- [DIRECTIONS FOR THIS TASK] Tell how many lines in the data below include the word "named". The answer is the number only.

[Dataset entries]
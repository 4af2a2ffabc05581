//! Command resolution: picking the subcommand and its effective schema.
//!
//! The first non-flag token of argv names the command. It is spliced out,
//! and the remaining tokens are parsed against the global options overlaid
//! with the command's own options and the command's positionals.

use argweave_core::{
    CliSchema, CommandSchema, DefaultHandler, OptionsSchema, ParseResult, PositionalsSchema,
    overlay_options,
};
use tracing::debug;

use crate::error::{ParseError, Result};
use crate::flags::FlagTable;
use crate::parse::parse;

/// The command chosen for an invocation and what to parse for it.
#[derive(Debug, Clone, PartialEq)]
pub struct Resolution {
    /// Canonical command name; `None` for command-less CLIs and for the
    /// default handler.
    pub command: Option<String>,
    /// Global options overlaid with the command's local options.
    pub options: OptionsSchema,
    pub positionals: PositionalsSchema,
    /// Argv with the command token removed.
    pub argv: Vec<String>,
}

/// Finds the index of the candidate command token.
///
/// Flags are skipped, along with the value token of flags in `options` that
/// take one (`--name value`). Scanning stops at `--`.
pub fn find_command_token<S: AsRef<str>>(argv: &[S], options: &OptionsSchema) -> Option<usize> {
    let table = FlagTable::from_options(options);
    let mut skip_next = false;

    for (i, token) in argv.iter().enumerate() {
        let token = token.as_ref();
        if skip_next {
            skip_next = false;
            continue;
        }
        if token == "--" {
            return None;
        }
        if token.starts_with('-') {
            skip_next = table.consumes_next(token);
            continue;
        }
        return Some(i);
    }

    None
}

/// Resolves which command applies to `argv`.
///
/// Without commands, the top-level schema applies unchanged. With commands:
/// a matching token selects that command; no token falls back to the
/// default handler (a named default command behaves as if its name came
/// first); an unknown token is an error.
///
/// # Errors
///
/// [`ParseError::NoCommand`] when no command token is present and there is
/// no default, [`ParseError::UnknownCommand`] for an unregistered token.
///
/// # Examples
///
/// ```
/// use argweave_core::*;
/// use argweave_parser::resolve;
///
/// let mut cli = CliSchema::new("tool");
/// cli.options.insert("verbose", OptionDef::boolean());
/// cli.commands.insert(
///     "test".into(),
///     CommandSchema::new("Run tests").with_option("filter", OptionDef::string()),
/// );
///
/// let resolution = resolve(&["--verbose", "test", "--filter", "x"], &cli).unwrap();
/// assert_eq!(resolution.command.as_deref(), Some("test"));
/// assert_eq!(resolution.argv, vec!["--verbose", "--filter", "x"]);
/// assert_eq!(resolution.options.len(), 2);
/// ```
pub fn resolve<S: AsRef<str>>(argv: &[S], cli: &CliSchema) -> Result<Resolution> {
    let argv: Vec<String> = argv.iter().map(|s| s.as_ref().to_string()).collect();

    if !cli.has_commands() {
        return Ok(Resolution {
            command: None,
            options: cli.options.clone(),
            positionals: cli.positionals.clone(),
            argv,
        });
    }

    let Some(index) = find_command_token(&argv, &scan_options(cli)) else {
        return match &cli.default_handler {
            Some(DefaultHandler::Command(name)) => {
                debug!(command = %name, "No command token, using default command");
                resolve_command(name, argv, cli)
            }
            Some(DefaultHandler::Handler) => {
                debug!("No command token, using default handler");
                Ok(Resolution {
                    command: None,
                    options: cli.options.clone(),
                    positionals: Vec::new(),
                    argv,
                })
            }
            None => Err(ParseError::NoCommand),
        };
    };

    let mut remaining = argv;
    let token = remaining.remove(index);
    resolve_command(&token, remaining, cli)
}

/// Options whose values the command scan skips: the globals, plus the
/// default command's own options so that `--filter x` alone still reaches it.
///
/// Pass the result to [`find_command_token`] to locate the same command
/// token [`resolve`] would.
pub fn scan_options(cli: &CliSchema) -> OptionsSchema {
    match &cli.default_handler {
        Some(DefaultHandler::Command(name)) => match cli.find_command(name) {
            Some((_, command)) => overlay_options(&cli.options, &command.options),
            None => cli.options.clone(),
        },
        _ => cli.options.clone(),
    }
}

fn resolve_command(token: &str, argv: Vec<String>, cli: &CliSchema) -> Result<Resolution> {
    let (name, command) = cli
        .find_command(token)
        .ok_or_else(|| ParseError::UnknownCommand(token.to_string()))?;
    debug!(command = %name, remaining = argv.len(), "Resolved command");
    Ok(merged(name, command, &cli.options, argv))
}

fn merged(name: &str, command: &CommandSchema, globals: &OptionsSchema, argv: Vec<String>) -> Resolution {
    Resolution {
        command: Some(name.to_string()),
        options: overlay_options(globals, &command.options),
        positionals: command.positionals.clone(),
        argv,
    }
}

/// Resolves the command and parses the remaining argv against its schema.
///
/// # Examples
///
/// ```
/// use argweave_core::*;
/// use argweave_parser::parse_cli;
///
/// let mut cli = CliSchema::new("tool");
/// cli.options.insert("verbose", OptionDef::boolean());
/// cli.commands.insert(
///     "test".into(),
///     CommandSchema::new("Run tests").with_option("filter", OptionDef::string()),
/// );
///
/// let result = parse_cli(&["test", "--verbose", "--filter", "x"], &cli).unwrap();
/// assert_eq!(result.command.as_deref(), Some("test"));
/// assert_eq!(result.value("verbose"), Some(&Value::Bool(true)));
/// assert_eq!(result.value("filter"), Some(&Value::from("x")));
/// ```
pub fn parse_cli<S: AsRef<str>>(argv: &[S], cli: &CliSchema) -> Result<ParseResult> {
    let resolution = resolve(argv, cli)?;
    let mut result = parse(&resolution.argv, &resolution.options, &resolution.positionals)?;
    result.command = resolution.command;
    Ok(result)
}

#[cfg(test)]
mod tests {
    use argweave_core::{OptionDef, PositionalDef};

    use super::*;

    fn cli() -> CliSchema {
        let mut cli = CliSchema::new("tool");
        cli.options.insert("verbose", OptionDef::boolean());
        cli.options.insert("config", OptionDef::string().with_alias("c"));
        cli.commands.insert(
            "test".into(),
            CommandSchema::new("Run tests")
                .with_option("filter", OptionDef::string())
                .with_alias("t"),
        );
        cli.commands.insert(
            "build".into(),
            CommandSchema::new("Build").with_positional(PositionalDef::string().named("target")),
        );
        cli
    }

    #[test]
    fn test_find_command_token_skips_global_values() {
        let globals = cli().options;
        assert_eq!(find_command_token(&["--config", "a.toml", "test"], &globals), Some(2));
        assert_eq!(find_command_token(&["-c", "a.toml", "test"], &globals), Some(2));
        assert_eq!(find_command_token(&["--config=a.toml", "test"], &globals), Some(1));
        assert_eq!(find_command_token(&["--verbose"], &globals), None);
        assert_eq!(find_command_token(&["--", "test"], &globals), None);
    }

    #[test]
    fn test_no_command_without_default() {
        assert_eq!(resolve(&["--verbose"], &cli()), Err(ParseError::NoCommand));
    }

    #[test]
    fn test_unknown_command() {
        assert_eq!(
            resolve(&["deploy"], &cli()),
            Err(ParseError::UnknownCommand("deploy".into()))
        );
    }

    #[test]
    fn test_alias_resolves_to_canonical_name() {
        let resolution = resolve(&["t"], &cli()).unwrap();
        assert_eq!(resolution.command.as_deref(), Some("test"));
    }

    #[test]
    fn test_default_command_consumes_flags() {
        let mut cli = cli();
        cli.default_handler = Some(DefaultHandler::Command("test".into()));

        let result = parse_cli(&["--filter", "unit"], &cli).unwrap();
        assert_eq!(result.command.as_deref(), Some("test"));
        assert_eq!(result.value("filter"), Some(&argweave_core::Value::from("unit")));
    }

    #[test]
    fn test_scan_options_include_default_command_values() {
        let mut cli = cli();
        assert!(!scan_options(&cli).contains("filter"));

        cli.default_handler = Some(DefaultHandler::Command("test".into()));
        let scan = scan_options(&cli);
        assert!(scan.contains("filter"));
        assert_eq!(find_command_token(&["--filter", "unit"], &scan), None);
    }

    #[test]
    fn test_default_handler_sees_globals_only() {
        let mut cli = cli();
        cli.default_handler = Some(DefaultHandler::Handler);

        let resolution = resolve(&["--verbose"], &cli).unwrap();
        assert_eq!(resolution.command, None);
        assert!(resolution.positionals.is_empty());
        assert!(!resolution.options.contains("filter"));

        assert_eq!(
            parse_cli(&["--filter", "x"], &cli),
            Err(ParseError::UnknownOption("--filter".into()))
        );
    }

    #[test]
    fn test_command_positionals_not_shared() {
        let result = parse_cli(&["build", "web"], &cli()).unwrap();
        assert_eq!(result.command.as_deref(), Some("build"));
        assert_eq!(result.positional(0), Some(&argweave_core::Value::from("web")));

        assert_eq!(
            parse_cli(&["test", "web"], &cli()),
            Err(ParseError::UnexpectedArgument("web".into()))
        );
    }

    #[test]
    fn test_commandless_cli_uses_top_level_schema() {
        let mut cli = CliSchema::new("greet");
        cli.positionals.push(PositionalDef::string().named("who"));

        let result = parse_cli(&["bob"], &cli).unwrap();
        assert_eq!(result.command, None);
        assert_eq!(result.positional(0), Some(&argweave_core::Value::from("bob")));
    }
}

- [EXERCISE SOLUTION] 3